- STORED DATA
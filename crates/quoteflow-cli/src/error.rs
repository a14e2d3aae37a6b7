//! Error types for the CLI

use thiserror::Error;

/// Result type for CLI operations
pub type CliResult<T> = Result<T, CliError>;

/// Errors that can occur in the CLI
#[derive(Debug, Error)]
pub enum CliError {
    /// Configuration error
    #[error("Configuration error: {message}")]
    Config {
        /// Error message
        message: String,
    },

    /// The run ended in the aborted state
    #[error("Run aborted: {message}")]
    Aborted {
        /// Error message
        message: String,
    },

    /// IO error
    #[error("I/O error: {0}")]
    Io(#[from] std::io::Error),

    /// Quoteflow library error
    #[error("{0}")]
    Quoteflow(#[from] quoteflow::QuoteflowError),

    /// Report generation error
    #[error("Report generation failed: {message}")]
    ReportGeneration {
        /// Error message
        message: String,
    },
}

impl CliError {
    /// Create a configuration error
    #[must_use]
    pub fn config(message: impl Into<String>) -> Self {
        Self::Config {
            message: message.into(),
        }
    }

    /// Create an aborted-run error
    #[must_use]
    pub fn aborted(message: impl Into<String>) -> Self {
        Self::Aborted {
            message: message.into(),
        }
    }

    /// Create a report generation error
    #[must_use]
    pub fn report_generation(message: impl Into<String>) -> Self {
        Self::ReportGeneration {
            message: message.into(),
        }
    }
}
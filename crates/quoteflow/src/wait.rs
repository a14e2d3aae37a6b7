//! Wait mechanisms
//!
//! Every wait on the page is bounded. A poll loop re-evaluates a condition until it holds
//! or the timeout expires, then fails with [`QuoteflowError::Timeout`]. Query errors while
//! polling count as "not yet", except fatal ones which end the wait immediately.

use crate::driver::UiDriver;
use crate::locator::Selector;
use crate::result::{QuoteflowError, QuoteflowResult};
use std::future::Future;
use std::time::Duration;
use tokio::time::Instant;

// =============================================================================
// CONSTANTS
// =============================================================================

/// Default timeout for element waits (20 seconds)
pub const DEFAULT_WAIT_TIMEOUT_MS: u64 = 20_000;

/// Default polling interval (250ms)
pub const DEFAULT_POLL_INTERVAL_MS: u64 = 250;

// =============================================================================
// WAIT OPTIONS
// =============================================================================

/// Options for wait operations
#[derive(Debug, Clone, Copy, PartialEq, Eq)]
pub struct WaitOptions {
    /// Timeout in milliseconds
    pub timeout_ms: u64,
    /// Polling interval in milliseconds
    pub poll_interval_ms: u64,
}

impl Default for WaitOptions {
    fn default() -> Self {
        Self {
            timeout_ms: DEFAULT_WAIT_TIMEOUT_MS,
            poll_interval_ms: DEFAULT_POLL_INTERVAL_MS,
        }
    }
}

impl WaitOptions {
    /// Create new wait options with defaults
    #[must_use]
    pub fn new() -> Self {
        Self::default()
    }

    /// Set timeout in milliseconds
    #[must_use]
    pub const fn with_timeout(mut self, timeout_ms: u64) -> Self {
        self.timeout_ms = timeout_ms;
        self
    }

    /// Set polling interval in milliseconds
    #[must_use]
    pub const fn with_poll_interval(mut self, poll_interval_ms: u64) -> Self {
        self.poll_interval_ms = poll_interval_ms;
        self
    }

    /// Get timeout as Duration
    #[must_use]
    pub const fn timeout(&self) -> Duration {
        Duration::from_millis(self.timeout_ms)
    }

    /// Get poll interval as Duration
    #[must_use]
    pub const fn poll_interval(&self) -> Duration {
        Duration::from_millis(self.poll_interval_ms)
    }
}

// =============================================================================
// WAIT RESULT
// =============================================================================

/// Result of a successful wait
#[derive(Debug, Clone)]
pub struct WaitResult {
    /// Time spent waiting
    pub elapsed: Duration,
    /// Description of what was waited for
    pub waited_for: String,
    /// Number of condition checks
    pub polls: u32,
}

// =============================================================================
// WAITER
// =============================================================================

/// Bounded waits against a driver
#[derive(Clone, Copy)]
pub struct Waiter<'a> {
    driver: &'a dyn UiDriver,
    options: WaitOptions,
}

impl std::fmt::Debug for Waiter<'_> {
    fn fmt(&self, f: &mut std::fmt::Formatter<'_>) -> std::fmt::Result {
        f.debug_struct("Waiter")
            .field("options", &self.options)
            .finish_non_exhaustive()
    }
}

impl<'a> Waiter<'a> {
    /// Create a waiter with the given options
    #[must_use]
    pub const fn new(driver: &'a dyn UiDriver, options: WaitOptions) -> Self {
        Self { driver, options }
    }

    /// Poll `condition` until it yields true
    pub async fn wait_for<F, Fut>(
        &self,
        waited_for: impl Into<String>,
        mut condition: F,
    ) -> QuoteflowResult<WaitResult>
    where
        F: FnMut() -> Fut,
        Fut: Future<Output = QuoteflowResult<bool>>,
    {
        let waited_for = waited_for.into();
        let start = Instant::now();
        let deadline = start + self.options.timeout();
        let mut polls = 0_u32;
        loop {
            polls += 1;
            match condition().await {
                Ok(true) => {
                    return Ok(WaitResult {
                        elapsed: start.elapsed(),
                        waited_for,
                        polls,
                    })
                }
                Ok(false) => {}
                Err(e) if e.is_fatal() => return Err(e),
                Err(e) => tracing::trace!(error = %e, "{waited_for}: not yet"),
            }
            if Instant::now() >= deadline {
                return Err(QuoteflowError::Timeout {
                    ms: self.options.timeout_ms,
                    waited_for,
                });
            }
            tokio::time::sleep(self.options.poll_interval()).await;
        }
    }

    /// Wait until an element matching `selector` exists
    pub async fn present(&self, selector: &Selector) -> QuoteflowResult<WaitResult> {
        let driver = self.driver;
        self.wait_for(format!("{selector} to be present"), || {
            driver.is_present(selector)
        })
        .await
    }

    /// Wait until the first match is visible
    pub async fn visible(&self, selector: &Selector) -> QuoteflowResult<WaitResult> {
        let driver = self.driver;
        self.wait_for(format!("{selector} to be visible"), || {
            driver.is_visible(selector)
        })
        .await
    }

    /// Wait until the first match is visible and enabled
    pub async fn clickable(&self, selector: &Selector) -> QuoteflowResult<WaitResult> {
        let driver = self.driver;
        self.wait_for(format!("{selector} to be clickable"), || {
            driver.is_clickable(selector)
        })
        .await
    }

    /// Wait until nothing matching `selector` is visible
    pub async fn gone(&self, selector: &Selector) -> QuoteflowResult<WaitResult> {
        let driver = self.driver;
        self.wait_for(format!("{selector} to disappear"), || async move {
            Ok(!driver.is_visible(selector).await?)
        })
        .await
    }

    /// Wait until the first match's text contains `needle`
    pub async fn text_contains(
        &self,
        selector: &Selector,
        needle: &str,
    ) -> QuoteflowResult<WaitResult> {
        let driver = self.driver;
        self.wait_for(format!("{selector} text to contain '{needle}'"), || async move {
            Ok(driver
                .text(selector)
                .await?
                .is_some_and(|t| t.contains(needle)))
        })
        .await
    }

    /// Wait until the first match carries CSS class `class`
    pub async fn has_class(&self, selector: &Selector, class: &str) -> QuoteflowResult<WaitResult> {
        let driver = self.driver;
        self.wait_for(format!("{selector} to have class '{class}'"), || async move {
            Ok(driver
                .attribute(selector, "class")
                .await?
                .is_some_and(|v| v.split_whitespace().any(|c| c == class)))
        })
        .await
    }
}

/// Fixed pause for page work that exposes no observable completion signal
pub async fn settle(duration: Duration) {
    if !duration.is_zero() {
        tokio::time::sleep(duration).await;
    }
}

// =============================================================================
// TESTS
// =============================================================================
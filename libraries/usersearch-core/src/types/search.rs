/// Search request and response types
use super::{OrderBy, User};

/// Parameters of a single search call.
///
/// `order_field` stays a plain string so that whatever the caller asked for
/// can be reported back when the server rejects it.
#[derive(Debug, Clone, PartialEq, Eq, Default)]
pub struct SearchRequest {
    /// Substring to look for; empty matches everything
    pub query: String,
    /// Maximum number of rows wanted
    pub limit: i64,
    /// Zero-based number of matching rows to skip
    pub offset: i64,
    /// `Id`, `Name`, `Age`, or empty for `Name`
    pub order_field: String,
    /// Sort direction
    pub order_by: OrderBy,
}

impl SearchRequest {
    /// Create a request for `query` with every other parameter defaulted
    pub fn new(query: impl Into<String>) -> Self {
        Self {
            query: query.into(),
            ..Self::default()
        }
    }

    /// Set the page size
    #[must_use]
    pub fn with_limit(mut self, limit: i64) -> Self {
        self.limit = limit;
        self
    }

    /// Set the number of rows to skip
    #[must_use]
    pub fn with_offset(mut self, offset: i64) -> Self {
        self.offset = offset;
        self
    }

    /// Set the sort key and direction
    #[must_use]
    pub fn order_by(mut self, field: impl Into<String>, direction: OrderBy) -> Self {
        self.order_field = field.into();
        self.order_by = direction;
        self
    }
}

/// One page of search results
#[derive(Debug, Clone, PartialEq, Eq, Default)]
pub struct SearchResponse {
    /// Rows of this page, in server order
    pub users: Vec<User>,
    /// Whether at least one more matching row exists after this page
    pub next_page: bool,
}

#[cfg(test)]
mod tests {
    use super::*;

    #[test]
    fn test_builder_defaults() {
        let request = SearchRequest::new("ill");
        assert_eq!(request.query, "ill");
        assert_eq!(request.limit, 0);
        assert_eq!(request.offset, 0);
        assert_eq!(request.order_field, "");
        assert_eq!(request.order_by, OrderBy::AsIs);
    }

    #[test]
    fn test_builder_chain() {
        let request = SearchRequest::new("l")
            .with_limit(35)
            .with_offset(5)
            .order_by("Age", OrderBy::Desc);
        assert_eq!(request.limit, 35);
        assert_eq!(request.offset, 5);
        assert_eq!(request.order_field, "Age");
        assert_eq!(request.order_by, OrderBy::Desc);
    }
}
/// Request middleware
pub mod auth;

pub use auth::access_token_middleware;
//! Error types for the user search client.

use thiserror::Error;

/// Every way a search can fail.
///
/// The set is closed: callers can match on the variant to decide what to do,
/// and the display strings are stable.
#[derive(Error, Debug)]
pub enum SearchError {
    /// Negative limit, rejected before any request is made
    #[error("limit must be > 0")]
    InvalidLimit,

    /// Negative offset, rejected before any request is made
    #[error("offset must be > 0")]
    InvalidOffset,

    /// The configured deadline passed before a response arrived
    #[error("timeout for {query}")]
    Timeout { query: String },

    /// Server answered 401
    #[error("Bad AccessToken")]
    Unauthorized,

    /// Server refused to sort by the submitted field
    #[error("OrderField {0} invalid")]
    BadOrderField(String),

    /// Server answered 400 with any other message
    #[error("unknown bad request error: {0}")]
    BadRequestOther(String),

    /// A 400 body that is not `{"Error": "..."}`
    #[error("cant unpack error json: {0}")]
    ErrorBodyDecodeFailed(#[source] serde_json::Error),

    /// A 200 body that is not a list of users
    #[error("cant unpack result json: {0}")]
    ResultBodyDecodeFailed(#[source] serde_json::Error),

    /// Server answered with any status other than 200, 400 or 401
    #[error("SearchServer fatal error")]
    FatalServerError { status: u16 },

    /// Connection-level failure with no usable response
    #[error("unknown error {0}")]
    TransportError(#[source] reqwest::Error),
}

/// Result type for search client operations.
pub type Result<T> = std::result::Result<T, SearchError>;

- WHAT TO WORK ON
Looking at the records above, work out how many lines include the word "unpack", then give that number by itself.

- WRITTEN SOLUTION
2